PyDS: A wrapper for creating, configuring, and managing your data science projects
Why this project exists?
We started by asking the simple questions:
Why do I have to memorize 4 bash incantations in order to release a Python package?
Why do I have to remember so many sequences of commands to do anything?
What is the kind of tooling that we need to support making "good" workflows easy?
PyDS was born out in response to these questions. We'd rather avoid the frustration of memorizing commands from a smattering of tools and repetitively recalling a particular folder structure from memory in order to set up my projects and perform common tasks (such as Python package publishing).
PyDS follows the philosophy that in order for data scientists to be efficient, they must have tooling at hand that automates the mundane, reduces the number of commands that they need to remember, and makes the sane things easy to do (that's riff off security folks' mantra, "making the right things easy to do").
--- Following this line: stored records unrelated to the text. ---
use crate::foundation::core::Size;
use crate::foundation::error::{MaskError, MaskResult};

/// Display-resolution drawing surface.
///
/// Premultiplied RGBA8, row-major, tightly packed. Any pixel with alpha > 0 counts as drawn.
#[derive(Clone, Debug, PartialEq, Eq)]
pub struct DisplayBitmap {
    size: Size,
    rgba8_premul: Vec<u8>,
}

impl DisplayBitmap {
    /// Fully transparent bitmap.
    pub fn new(size: Size) -> Self {
        Self {
            size,
            rgba8_premul: vec![0; size.rgba_len()],
        }
    }

    pub fn from_rgba8_premul(size: Size, rgba8_premul: Vec<u8>) -> MaskResult<Self> {
        if rgba8_premul.len() != size.rgba_len() {
            return Err(MaskError::validation(format!(
                "display bitmap buffer is {} bytes, expected {} for {size}",
                rgba8_premul.len(),
                size.rgba_len()
            )));
        }
        Ok(Self { size, rgba8_premul })
    }

    pub fn size(&self) -> Size {
        self.size
    }

    pub fn data(&self) -> &[u8] {
        &self.rgba8_premul
    }

    pub(crate) fn data_mut(&mut self) -> &mut [u8] {
        &mut self.rgba8_premul
    }

    pub fn pixel(&self, x: u32, y: u32) -> Option<[u8; 4]> {
        if x >= self.size.width || y >= self.size.height {
            return None;
        }
        let i = ((y as usize) * (self.size.width as usize) + (x as usize)) * 4;
        let px = &self.rgba8_premul[i..i + 4];
        Some([px[0], px[1], px[2], px[3]])
    }

    /// Alpha at `(x, y)`; out-of-bounds reads as transparent.
    pub fn alpha_at(&self, x: u32, y: u32) -> u8 {
        self.pixel(x, y).map_or(0, |px| px[3])
    }

    pub fn clear(&mut self) {
        self.rgba8_premul.fill(0);
    }

    pub fn drawn_pixels(&self) -> usize {
        self.rgba8_premul
            .chunks_exact(4)
            .filter(|px| px[3] > 0)
            .count()
    }

    pub fn is_blank(&self) -> bool {
        self.rgba8_premul.chunks_exact(4).all(|px| px[3] == 0)
    }
}
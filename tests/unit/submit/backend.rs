use super::*;

#[test]
fn decodes_backend_json() {
    let json = r#"{
        "created": 1713833628,
        "data": [
            {"b64_json": "aGVsbG8=", "revised_prompt": "a red hat"},
            {"url": "https://example.invalid/1.png"}
        ],
        "usage": {"total_tokens": 100}
    }"#;
    let resp = EditResponse::from_json(json).unwrap();
    assert_eq!(resp.created, 1713833628);
    assert_eq!(resp.data.len(), 2);
    assert_eq!(resp.data[0].b64_json.as_deref(), Some("aGVsbG8="));
    assert_eq!(resp.data[0].revised_prompt.as_deref(), Some("a red hat"));
    assert_eq!(resp.data[1].url.as_deref(), Some("https://example.invalid/1.png"));
    assert!(resp.ensure_nonempty().is_ok());
}

#[test]
fn malformed_or_empty_responses_are_backend_errors() {
    let err = EditResponse::from_json("{not json").unwrap_err();
    assert!(matches!(err, MaskError::Backend(_)));

    let empty = EditResponse::from_json("{}").unwrap();
    assert!(matches!(
        empty.ensure_nonempty().unwrap_err(),
        MaskError::Backend(_)
    ));
}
In the spirit of automation, this project was thus born. With it, my aim here is to bring sanity to project initialization.
Quickstart
Ensure that you have the Anaconda distribution of Python installed,
and that conda
can be found using your PATH
environment variable.
Then, install from PyPI:
pip install pyds
For more information, take a look at the CLI page to see what commands exist!
Design philosophy
PyDS wraps workflows. Workflows are verbs that, underneath the hood, are implemented by a chain of shell commands. To read more, see the Design Philosophy page for more details.
Contributing
To learn how to contribute, head over to the Contributing page.
Inspirations
PyDS is inspired by a lot of conversations and reading others' work. I would like to acknowledge their ideas.
Cookiecutter Data Science
Cookiecutter Data Science (CDS)
provided a great starting point for the directory structure.
There are places we deviate from CDS,
such as omitting a data/
directory,
because in the cloud age,
we should be securely referencing single sources of truth for our data
by way of URIs, s3 buckets (or compatible), database connections, and more.
(My opinion is that data should not live in a project source repository.)
Without CDS, the inspiration for automation would not have existed.
Data Science Bootstrap Notes
This is my online book in which I documented a lot of the workflows and best practices that I developed over my career as a data scientist. It has some deficiencies, however, including a focus on tools, with insufficient focus on workflows. With PyDS, my goal is to bring the focus back on workflows.
How to organize your data science project
Many years ago (in 2017, to be precise), I wrote down my first ideas on the theme of "good data science project organization". The result was a GitHub gist with a lot of ideas, but not automation provided.
The Good Research Code Handbook
This is an excellent resource that I got wind of in December 2021. In it is a detailed handbook-style resource that lays out step-by-step instructions for structuring your data science and/or research project code.
Conversations with colleagues at Moderna
My conversations with colleagues on the DSAI team at Moderna were highly informative for this project.